I'll leave this to others to decide, but since browsers have no concept of  
file extensions, just using .srt will work. If the format is SRT-like it's  
likely at least some files will use .srt in practice.

>> * Change the MIME type to something other than text/srt.
>>
>> I doubt it makes any difference, as most software that deal with SRT  
>> today
>> have no concept of MIME types. No matter what I'd want exactly 1 MIME  
>> type
>> or alternatively make browsers ignore the MIME type completely.
>>
>
> You're right in that existing SRT software probably doesn't deal much  
> with a
> SRT mime type. Right now text/x-srt or text/srt is sometimes used for SRT
> files, but often text/plain is also in use and more likely from a Web
> server. Since this is the space where Web browsers play, I am not overly
> fussed, though I think logically text/websrt makes more sense with a  
> .wsrt
> extension. Then, also SRT files can be served as text/websrt to allow  
> them
> to take part in the WebSRT infrastructure if indeed they will continue  
> to be
> valid WebSRT files.

Is there anything you expect would break if WebSRT files were served as  
text/srt?

> Incidentally, it is a problem if WebSRT files are served as text/plain,  
> i.e.
> will the browser not identify them as subtitle files?

<http://www.whatwg.org/specs/web-apps/current-work/multipage/video.html#sourcing-out-of-band-timed-tracks>

Step 4 says:

"The tasks queued by the fetching algorithm on the networking task source  
to process the data as it is being fetched must examine the resource's  
Content Type metadata, once it is available, if it ever is. If no Content  
Type metadata is ever available, or if the type is not recognised as a  
timed track format, then the resource's format must be assumed to be  
unsupported (this causes the load to fail, as described below)."

In other words, browsers should have a whitelist of supported text track  
format, just like they should for audio and video formats. (Note though  
that Safari and Chrome ignore the MIME type for audio/video and will  
likely continue to do so.)

It seems to that a side-effect of this is that it will be impossible to  
test <track> on a local file system, as there's no MIME type and browsers  
aren't allowed to sniff. Surely this can't be the intention, Hixie?

>> * Add a header to WebSRT to make it uniquely identifiable.
>>
>> The header would have to be mandatory and browsers would have to reject
>> files that don't have it. Such files would be compatible with some  
>> existing
>> software and break some, depending on how they sniff. We could also put
>> metadata in such a header.
>>
>
> Yes, I think we need to introduce a header. Maybe we can hide all the
> structure in what SRT recognizes as comments (i.e. start the lines as  
> ";".
> But I believe we need some hints like the @profile to identify the type  
> of
> the cues and the <link> to link to a style sheet, and we need metadata  
> like
> the <meta> element of HTML headers.

I had no idea that semicolon was used for comments in SRT, is this usage  
widespread? Does it work in most players?

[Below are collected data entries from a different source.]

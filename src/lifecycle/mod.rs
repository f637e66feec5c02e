//! Lifecycle management subsystem.
//!
//! # Data Flow
//! ```text
//! Startup (startup.rs):
//!     Load config → Init logging/metrics → Build router → Start tasks → Bind listeners
//!
//! Shutdown (shutdown.rs):
//!     Signal received → Broadcast → Tasks exit → Drain with deadline
//!
//! Signals (signals.rs):
//!     SIGTERM/SIGINT → Trigger graceful shutdown
//! ```
//!
//! # Design Decisions
//! - Ordered startup: config first, then core, then listeners
//! - Shutdown has timeout: gives up waiting for tasks after a deadline

pub mod shutdown;
pub mod signals;
pub mod startup;

pub use shutdown::Shutdown;
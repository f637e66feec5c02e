use axum::{
    extract::State,
    http::header,
    response::IntoResponse,
    Json,
};
use chrono::{DateTime, Utc};
use serde::{Deserialize, Serialize};

use crate::admin::AdminState;
use crate::routing::policy::{ConsumesMetadata, HostMetadata, HttpMethodMetadata};

#[derive(Debug, Serialize, Deserialize)]
pub struct SystemStatus {
    pub version: String,
    pub status: String,
    pub generation: u64,
    pub built_at: DateTime<Utc>,
    pub endpoints: usize,
    pub nodes: usize,
    pub policies: Vec<String>,
}

#[derive(Debug, Serialize, Deserialize)]
pub struct EndpointStatus {
    pub name: String,
    pub pattern: String,
    pub order: i32,
    pub methods: Vec<String>,
    pub hosts: Vec<String>,
    pub consumes: Vec<String>,
}

pub async fn get_status(State(state): State<AdminState>) -> Json<SystemStatus> {
    let snapshot = state.router.snapshot();
    Json(SystemStatus {
        version: env!("CARGO_PKG_VERSION").to_string(),
        status: "operational".to_string(),
        generation: snapshot.generation(),
        built_at: snapshot.built_at(),
        endpoints: snapshot.endpoints().len(),
        nodes: snapshot.matcher().node_count(),
        policies: snapshot.active_policies().into_iter().map(String::from).collect(),
    })
}

pub async fn get_endpoints(State(state): State<AdminState>) -> Json<Vec<EndpointStatus>> {
    let snapshot = state.router.snapshot();
    let endpoints = snapshot
        .endpoints()
        .iter()
        .map(|endpoint| EndpointStatus {
            name: endpoint.display_name().to_string(),
            pattern: endpoint.pattern().raw().to_string(),
            order: endpoint.order(),
            methods: endpoint
                .metadata_of::<HttpMethodMetadata>()
                .map(|m| m.methods().iter().map(|method| method.to_string()).collect())
                .unwrap_or_default(),
            hosts: endpoint
                .metadata_of::<HostMetadata>()
                .map(|m| m.hosts().iter().map(ToString::to_string).collect())
                .unwrap_or_default(),
            consumes: endpoint
                .metadata_of::<ConsumesMetadata>()
                .map(|m| m.content_types().iter().map(ToString::to_string).collect())
                .unwrap_or_default(),
        })
        .collect();
    Json(endpoints)
}

pub async fn get_graph(State(state): State<AdminState>) -> impl IntoResponse {
    let snapshot = state.router.snapshot();
    (
        [(header::CONTENT_TYPE, "text/vnd.graphviz; charset=utf-8")],
        snapshot.matcher().dot().to_string(),
    )
}
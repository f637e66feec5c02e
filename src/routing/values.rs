//! Route values extracted during matching.
//!
//! # Design Decisions
//! - Insertion ordered, so values come out in template order
//! - Keys compare ASCII case-insensitively, like parameter names
//! - Backed by a small vector; patterns rarely carry more than a handful

use serde::ser::{Serialize, SerializeMap, Serializer};

/// Ordered mapping from parameter name to extracted (or default) value.
#[derive(Debug, Clone, Default, PartialEq, Eq)]
pub struct RouteValues {
    entries: Vec<(String, String)>,
}

impl RouteValues {
    pub fn new() -> Self {
        Self::default()
    }

    pub fn with_capacity(capacity: usize) -> Self {
        Self {
            entries: Vec::with_capacity(capacity),
        }
    }

    /// Look up a value by parameter name.
    pub fn get(&self, name: &str) -> Option<&str> {
        self.entries
            .iter()
            .find(|(key, _)| key.eq_ignore_ascii_case(name))
            .map(|(_, value)| value.as_str())
    }

    pub fn contains_key(&self, name: &str) -> bool {
        self.get(name).is_some()
    }

    /// Insert a value, replacing any existing value for the same name.
    /// The original position of a replaced key is kept.
    pub fn insert(&mut self, name: impl Into<String>, value: impl Into<String>) {
        let name = name.into();
        let value = value.into();
        match self
            .entries
            .iter_mut()
            .find(|(key, _)| key.eq_ignore_ascii_case(&name))
        {
            Some(entry) => entry.1 = value,
            None => self.entries.push((name, value)),
        }
    }

    pub fn remove(&mut self, name: &str) -> Option<String> {
        let index = self
            .entries
            .iter()
            .position(|(key, _)| key.eq_ignore_ascii_case(name))?;
        Some(self.entries.remove(index).1)
    }

    pub fn len(&self) -> usize {
        self.entries.len()
    }

    pub fn is_empty(&self) -> bool {
        self.entries.is_empty()
    }

    pub fn iter(&self) -> impl Iterator<Item = (&str, &str)> {
        self.entries
            .iter()
            .map(|(key, value)| (key.as_str(), value.as_str()))
    }
}

impl<K, V> FromIterator<(K, V)> for RouteValues
where
    K: Into<String>,
    V: Into<String>,
{
    fn from_iter<I: IntoIterator<Item = (K, V)>>(iter: I) -> Self {
        let mut values = RouteValues::new();
        for (key, value) in iter {
            values.insert(key, value);
        }
        values
    }
}

impl Serialize for RouteValues {
    fn serialize<S: Serializer>(&self, serializer: S) -> Result<S::Ok, S::Error> {
        let mut map = serializer.serialize_map(Some(self.entries.len()))?;
        for (key, value) in &self.entries {
            map.serialize_entry(key, value)?;
        }
        map.end()
    }
}

#[cfg(test)]
mod tests {
    use super::*;

    #[test]
    fn test_case_insensitive_lookup() {
        let mut values = RouteValues::new();
        values.insert("Controller", "Home");

        assert_eq!(values.get("controller"), Some("Home"));
        assert_eq!(values.get("CONTROLLER"), Some("Home"));
        assert!(values.get("action").is_none());
    }

    #[test]
    fn test_insert_replaces_in_place() {
        let mut values: RouteValues = [("a", "1"), ("b", "2")].into_iter().collect();
        values.insert("A", "3");

        let collected: Vec<_> = values.iter().collect();
        assert_eq!(collected, vec![("a", "3"), ("b", "2")]);
    }

    #[test]
    fn test_serializes_as_ordered_map() {
        let values: RouteValues = [("id", "42"), ("slug", "hello")].into_iter().collect();
        let json = serde_json::to_string(&values).unwrap();
        assert_eq!(json, r#"{"id":"42","slug":"hello"}"#);
    }
}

> * Make something deliberately incompatible with SRT.
>>
>> It doesn't make a big difference to browsers implementing the format.  
>> We'd
>> be replacing something that mostly works in existing players with  
>> something
>> that never works.
>>
>
> That was the idea of WMML and I took that path because I thought it  
> would be
> advantageous for other Web applications, such as built on libxml2, expat,
> php's SimpleXML, pyexpat for python, Nokogiri for ruby etc. But I really
> like the idea of WebSRT to allow arbitrary metadata in the cues without
> having to put it into CDATA sections.
>
> I don't mind creating a format that is still somewhat compatible with  
> SRT.
> We don't have to force incompatibility - but we should also not have it
> restrict us. In either case, it is a new format.

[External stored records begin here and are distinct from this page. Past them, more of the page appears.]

//! Request `Content-Type` filtering.

use std::fmt;
use std::str::FromStr;
use std::sync::Arc;

use thiserror::Error;

use super::{any_candidate_has, MatcherPolicy};
use crate::routing::candidate::{CandidateSet, Rejections};
use crate::routing::context::RequestContext;
use crate::routing::endpoint::Endpoint;

#[derive(Debug, Clone, PartialEq, Eq, Error)]
#[error("invalid media type '{0}'; expected 'type/subtype', 'type/*' or '*/*'")]
pub struct MediaTypeError(pub String);

/// `type/subtype`, lowercased, parameters dropped.
#[derive(Debug, Clone, PartialEq, Eq)]
pub struct MediaType {
    kind: String,
    subtype: String,
}

impl MediaType {
    fn is_any(&self) -> bool {
        self.kind == "*" && self.subtype == "*"
    }

    /// Whether this (possibly wildcard) type accepts `other`.
    pub fn accepts(&self, other: &MediaType) -> bool {
        if self.is_any() {
            return true;
        }
        self.kind == other.kind && (self.subtype == "*" || self.subtype == other.subtype)
    }
}

impl FromStr for MediaType {
    type Err = MediaTypeError;

    fn from_str(text: &str) -> Result<Self, Self::Err> {
        let essence = text.split(';').next().unwrap_or_default().trim();
        let invalid = || MediaTypeError(text.to_string());

        let (kind, subtype) = essence.split_once('/').ok_or_else(invalid)?;
        let (kind, subtype) = (kind.trim(), subtype.trim());
        if kind.is_empty() || subtype.is_empty() || subtype.contains('/') || (kind == "*" && subtype != "*") {
            return Err(invalid());
        }

        Ok(Self {
            kind: kind.to_ascii_lowercase(),
            subtype: subtype.to_ascii_lowercase(),
        })
    }
}

impl fmt::Display for MediaType {
    fn fmt(&self, f: &mut fmt::Formatter<'_>) -> fmt::Result {
        write!(f, "{}/{}", self.kind, self.subtype)
    }
}

/// Media types an endpoint accepts as request bodies.
#[derive(Debug, Clone, PartialEq, Eq)]
pub struct ConsumesMetadata {
    content_types: Vec<MediaType>,
}

impl ConsumesMetadata {
    pub fn new<I, S>(content_types: I) -> Result<Self, MediaTypeError>
    where
        I: IntoIterator<Item = S>,
        S: AsRef<str>,
    {
        let content_types = content_types
            .into_iter()
            .map(|content_type| content_type.as_ref().parse())
            .collect::<Result<Vec<_>, _>>()?;
        Ok(Self { content_types })
    }

    pub fn content_types(&self) -> &[MediaType] {
        &self.content_types
    }

    /// A missing or unparseable request type only satisfies `*/*`.
    pub fn matches(&self, content_type: Option<&str>) -> bool {
        if self.content_types.is_empty() {
            return true;
        }

        match content_type.and_then(|value| value.parse::<MediaType>().ok()) {
            Some(request) => self.content_types.iter().any(|accepted| accepted.accepts(&request)),
            None => self.content_types.iter().any(MediaType::is_any),
        }
    }
}

/// Rejects candidates whose [`ConsumesMetadata`] does not accept the
/// request `Content-Type`.
#[derive(Debug, Clone, Copy, Default)]
pub struct ConsumesMatcherPolicy;

impl MatcherPolicy for ConsumesMatcherPolicy {
    fn name(&self) -> &'static str {
        "consumes"
    }

    fn order(&self) -> i32 {
        -50
    }

    fn applies_to_endpoints(&self, endpoints: &[Arc<Endpoint>]) -> bool {
        endpoints
            .iter()
            .any(|endpoint| endpoint.metadata_of::<ConsumesMetadata>().is_some())
    }

    fn is_applicable(&self, _request: &RequestContext, candidates: &CandidateSet) -> bool {
        any_candidate_has::<ConsumesMetadata>(candidates)
    }

    fn apply(&self, request: &RequestContext, candidates: &mut CandidateSet) {
        let rejected: Vec<usize> = candidates
            .path_matches()
            .filter(|(_, candidate)| {
                candidate
                    .endpoint()
                    .metadata_of::<ConsumesMetadata>()
                    .map_or(false, |metadata| !metadata.matches(request.content_type()))
            })
            .map(|(index, _)| index)
            .collect();

        for index in rejected {
            candidates.reject(index, Rejections::CONTENT_TYPE);
        }
    }
}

I'm not trying to be annoying, but this seems to clash with your  
preference to not break any existing software. Anything that resembles SRT  
*will* be treated as SRT in some existing players.

>> Here's the SRT research I promised:
>> http://blog.foolip.org/2010/08/20/srt-research/
>
>
> That is awesome work. I knew that most SRT files didn't use UTF-8, but I
> didn't know that we would make such a large percentage of files that are
> currently parsed by SRT software be incompatible. It is good data to  
> have.

Indeed, this makes reusing existing content highly unlikely outside of the  
ASCII-speaking world. Realistically, though, that wouldn't be very common  
anyway, especially not in the case of subtitles for movies and TV series  
like most of the content on OpenSubtitles. The benefit that remains is  
being able to use the same subtitle files in browsers and standalone  
players without conversion.

-- 
Philip Jägenstedt
Core Developer
Opera Software